▸ TASK TO COMPLETE
Each line below that includes "work" counts once; report the total and nothing more.

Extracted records
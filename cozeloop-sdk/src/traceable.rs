//! # Traced execution
//!
//! [`Tracer::traceable`] runs a unit of work inside a new span that is a child
//! of the span active in the caller's [`Context`]. The work receives a
//! [`TraceScope`]: the live [`Span`] to tag and the derived [`Context`] to
//! hand to nested traced calls.
//!
//! The wrapper records the call's arguments as span input and its `Ok` value
//! as span output unless the work set its own, marks the span as failed on
//! `Err` or panic, and ends it when the work settles. Errors and panics reach
//! the caller unchanged.
//!
//! ```
//! use cozeloop::Context;
//! use cozeloop_sdk::trace::TracerProvider;
//! use cozeloop_sdk::traceable::TraceOptions;
//!
//! # futures_executor::block_on(async {
//! let provider = TracerProvider::builder().build();
//! let tracer = provider.tracer();
//!
//! let answer = tracer
//!     .traceable(
//!         &Context::new(),
//!         TraceOptions::new("answer").with_type("tool"),
//!         &("question", 7),
//!         |scope| async move {
//!             scope.span().set_tag("attempt", 1);
//!             Ok::<_, std::io::Error>(42)
//!         },
//!     )
//!     .await
//!     .unwrap();
//! assert_eq!(answer, 42);
//! # });
//! ```
use std::any::Any;
use std::borrow::Cow;
use std::fmt::Display;
use std::future::Future;
use std::panic::{self, AssertUnwindSafe};

use cozeloop::baggage::{MESSAGE_ID, THREAD_ID, USER_ID};
use cozeloop::trace::SpanType;
use cozeloop::{Context, KeyValue};
use futures_util::FutureExt;
use serde::Serialize;

use crate::trace::{Span, SpanBuilder, Tracer};

/// Options of one traced call.
#[derive(Clone, Debug)]
pub struct TraceOptions {
    /// Span name
    pub name: Cow<'static, str>,
    /// Category of the span
    pub span_type: SpanType,
    /// Initial business tags
    pub attributes: Vec<KeyValue>,
    /// End user, propagated as baggage to this span and its descendants
    pub user_id: Option<String>,
    /// Chat message, propagated as baggage
    pub message_id: Option<String>,
    /// Conversation thread, propagated as baggage
    pub thread_id: Option<String>,
    /// Overrides the provider's ultra-large-report default
    pub ultra_large_report: Option<bool>,
    /// Overrides the provider's `record_inputs` default
    pub record_inputs: Option<bool>,
    /// Overrides the provider's `record_outputs` default
    pub record_outputs: Option<bool>,
    /// `Some(true)` stops recording for this call and everything below it,
    /// `Some(false)` resumes recording under a disabled ancestor.
    pub disable_tracing: Option<bool>,
    /// End the span when the work settles. When `false` the work must end
    /// the span itself, for example after a response stream completes.
    pub end_when_done: bool,
}

impl Default for TraceOptions {
    fn default() -> Self {
        TraceOptions {
            name: Cow::Borrowed(""),
            span_type: SpanType::default(),
            attributes: Vec::new(),
            user_id: None,
            message_id: None,
            thread_id: None,
            ultra_large_report: None,
            record_inputs: None,
            record_outputs: None,
            disable_tracing: None,
            end_when_done: true,
        }
    }
}

impl TraceOptions {
    /// Options for a span named `name`.
    pub fn new(name: impl Into<Cow<'static, str>>) -> Self {
        TraceOptions {
            name: name.into(),
            ..Default::default()
        }
    }

    /// Assign span type
    pub fn with_type(mut self, span_type: impl Into<SpanType>) -> Self {
        self.span_type = span_type.into();
        self
    }

    /// Assign initial tags
    pub fn with_attributes<I: IntoIterator<Item = KeyValue>>(mut self, attributes: I) -> Self {
        self.attributes = attributes.into_iter().collect();
        self
    }

    /// Propagate the end user id
    pub fn with_user_id(mut self, user_id: impl Into<String>) -> Self {
        self.user_id = Some(user_id.into());
        self
    }

    /// Propagate the message id
    pub fn with_message_id(mut self, message_id: impl Into<String>) -> Self {
        self.message_id = Some(message_id.into());
        self
    }

    /// Propagate the thread id
    pub fn with_thread_id(mut self, thread_id: impl Into<String>) -> Self {
        self.thread_id = Some(thread_id.into());
        self
    }

    /// Override ultra-large-report for this span
    pub fn with_ultra_large_report(mut self, enabled: bool) -> Self {
        self.ultra_large_report = Some(enabled);
        self
    }

    /// Override input capture
    pub fn with_record_inputs(mut self, enabled: bool) -> Self {
        self.record_inputs = Some(enabled);
        self
    }

    /// Override output capture
    pub fn with_record_outputs(mut self, enabled: bool) -> Self {
        self.record_outputs = Some(enabled);
        self
    }

    /// Disable or re-enable recording for this subtree
    pub fn with_disable_tracing(mut self, disabled: bool) -> Self {
        self.disable_tracing = Some(disabled);
        self
    }

    /// Leave the span open when the work settles
    pub fn with_end_when_done(mut self, end_when_done: bool) -> Self {
        self.end_when_done = end_when_done;
        self
    }
}

/// What a traced call hands to its work.
#[derive(Clone, Debug)]
pub struct TraceScope {
    span: Span,
    context: Context,
}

▸ ANSWER FOR THIS EXERCISE
7